3.3. Testing the Third Type of the Sensor Design

Previously [25], we implemented a scheme for detecting acetonitrile using the Pr(3+)-doped glass fiber as a radiation source and determined the optimal configurations of the sensing element that make it possible to increase the measurement sensitivity. A distinctive feature and advantage of this scheme is the use of two fibers of different chemical compositions as the source and conductor of radiation. In the development of this work, we continued the search for the compositions of active glass matrices and the choice of rare earth additives in order to expand the range of substances to be detected.

Recent achievements in the development of Tb(3+)-doped glass fibers as the sources of spontaneous emission and laser generation in 4.2–5.5 μm wavelengths [34,35,49] make it possible to use these fibers for an all-fiber sensor scheme for determining the number of gas mixture components, which is extremely important for many industrial processes and environmental monitoring systems. The results of this approach are shown in Figure 11. Gaseous NO, N₂O, and CO₂ can be detected simultaneously, using the same active fiber. The absorption of the N₂O molecule [53] “cuts out” a section in the 4.4–4.6 μm region in the luminescence band of the Tb(3+)-doped chalcogenide fiber (a,b). Using a 30-cm-long optical cell, the minimum detectable N₂O concentration was about 10 ppmV. CO₂ can be determined by absorption in the 4.2–4.4 µm region which manifests in the emission spectra (Figure 11b). The absorption bands of the NO molecule are in the range of 5.1–5.6 μm, which corresponds to the active fiber generation range (Figure 11c).

Laser generation in Tb(3+)-doped chalcogenide fibers, which we recently demonstrated [35,49,51], opens up new possibilities for using the same active fiber as a mid-IR radiation source for monitoring several components simultaneously, expanding the spectral range of detection. Work in this direction is promising and will continue.

4. Conclusions

High purity chalcogenide glass fibers for mid-IR fiber-sensing elements have been developed. Such fibers show promise in determining the chemical composition of liquids, powders, and gases using FEWS spectroscopy. Various designs of sensing elements have been proposed. On the bases of selenide and telluride glasses, optical fibers—transparent in the 2–15 μm range—have been prepared. Testing these fibers as sensing elements of various configurations for different types of analytes has shown their advantages over previously known sensor materials. First of all, chalcogenide FEWS sensors have high sensitivity and the ability to determine the qualitative and quantitative composition of several components simultaneously with a low detection limit directly “in situ”.

Glasses of the proposed compositions for fiber sensors are resistant to aggressive environments compared to commercially available polycrystalline silver halides and have better photostability.

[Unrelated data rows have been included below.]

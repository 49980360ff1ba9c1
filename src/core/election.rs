//! # ElectionCoordinator: one-round leader election.
//!
//! A single attempt is decided by the store in one transaction; there is no candidate
//! phase and no voting.
//!
//! ```text
//! try_become_leader()
//!   grant_lease(ttl) ──► lease
//!   try_create_if_absent(lock_key, record, lease)
//!     ├─ Won  ──► Ok(lease)                        node is leader
//!     ├─ Lost ──► revoke_lease(lease), NotLeader    no lease leaks
//!     └─ Err  ──► revoke_lease(lease), Store(err)   caller backs off, assumes nothing
//! ```
//!
//! A failed revoke is not an error: the lease was never attached to the key
//! and expires on its own after one TTL.

use std::time::Duration;

use crate::{
    config::Config,
    error::ElectionError,
    store::{LeaseId, LockRecord, StoreRef, TxnOutcome},
};

/// Contends for the leader key on behalf of one node.
pub struct ElectionCoordinator {
    store: StoreRef,
    key: String,
    record: String,
    ttl: Duration,
}

impl ElectionCoordinator {
    /// Creates a coordinator writing `record` under `key` with a lease of `ttl`.
    pub fn new(store: StoreRef, key: impl Into<String>, record: &LockRecord, ttl: Duration) -> Self {
        Self {
            store,
            key: key.into(),
            record: record.to_string(),
            ttl,
        }
    }

    /// Coordinator for `cfg.lock_key`, holder `cfg.node_id`, TTL `cfg.lease_ttl`.
    pub fn from_config(store: StoreRef, cfg: &Config) -> Self {
        Self::new(
            store,
            cfg.lock_key.clone(),
            &LockRecord::current(cfg.node_id.clone()),
            cfg.lease_ttl,
        )
    }

    /// The contended key.
    pub fn key(&self) -> &str {
        &self.key
    }

    /// Store this coordinator talks to.
    pub fn store(&self) -> &StoreRef {
        &self.store
    }

    /// Makes one election attempt.
    ///
    /// # Errors
    /// - [`ElectionError::NotLeader`] another node holds the key.
    /// - [`ElectionError::Store`] the store failed; contention is unknown.
    pub async fn try_become_leader(&self) -> Result<LeaseId, ElectionError> {
        let lease = self.store.grant_lease(self.ttl).await?;

        match self
            .store
            .try_create_if_absent(&self.key, &self.record, lease)
            .await
        {
            Ok(TxnOutcome::Won) => Ok(lease),
            Ok(TxnOutcome::Lost) => {
                self.release(lease).await;
                Err(ElectionError::NotLeader)
            }
            Err(e) => {
                self.release(lease).await;
                Err(ElectionError::Store(e))
            }
        }
    }

    async fn release(&self, lease: LeaseId) {
        if let Err(e) = self.store.revoke_lease(lease).await {
            tracing::debug!(target: "leasevisor", %lease, error = %e, "revoke of unused lease failed; it will expire");
        }
    }
}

Thus, they show promise in the development of sensors for a wide range of analyzed objects and increase the service life of the sensor element. Combined AgX/Ge₂₀Se₈₀, AgX/Ga₅Ge₁₅Te₇₃I₂, AgX/Ge₂₈Sb₁₂Se₆₀, and (As₃₈Se₆₂/As₃₅Se₆₅)/Ge₂₀Se₈₀ fibers turned out to be the most successful solution for the design of the sensor probe, which was tested for different analyzed objects.

On the base of the Pr(3+)- and Tb(3+)-doped Ga(In)-Ge-As-Se and Ga-Ge-Sb-Se glass fibers, all-fiber sensor schemes were developed for the detection of gas components at the level of units of ppmV concentration, which gives the better results, to our knowledge. The high emission characteristics of the proposed doped glass fibers, functioning as sources of spontaneous and laser radiation at 3–6 μm, open up new prospects for the development of analytical spectral methods and expand the range of detectable substances.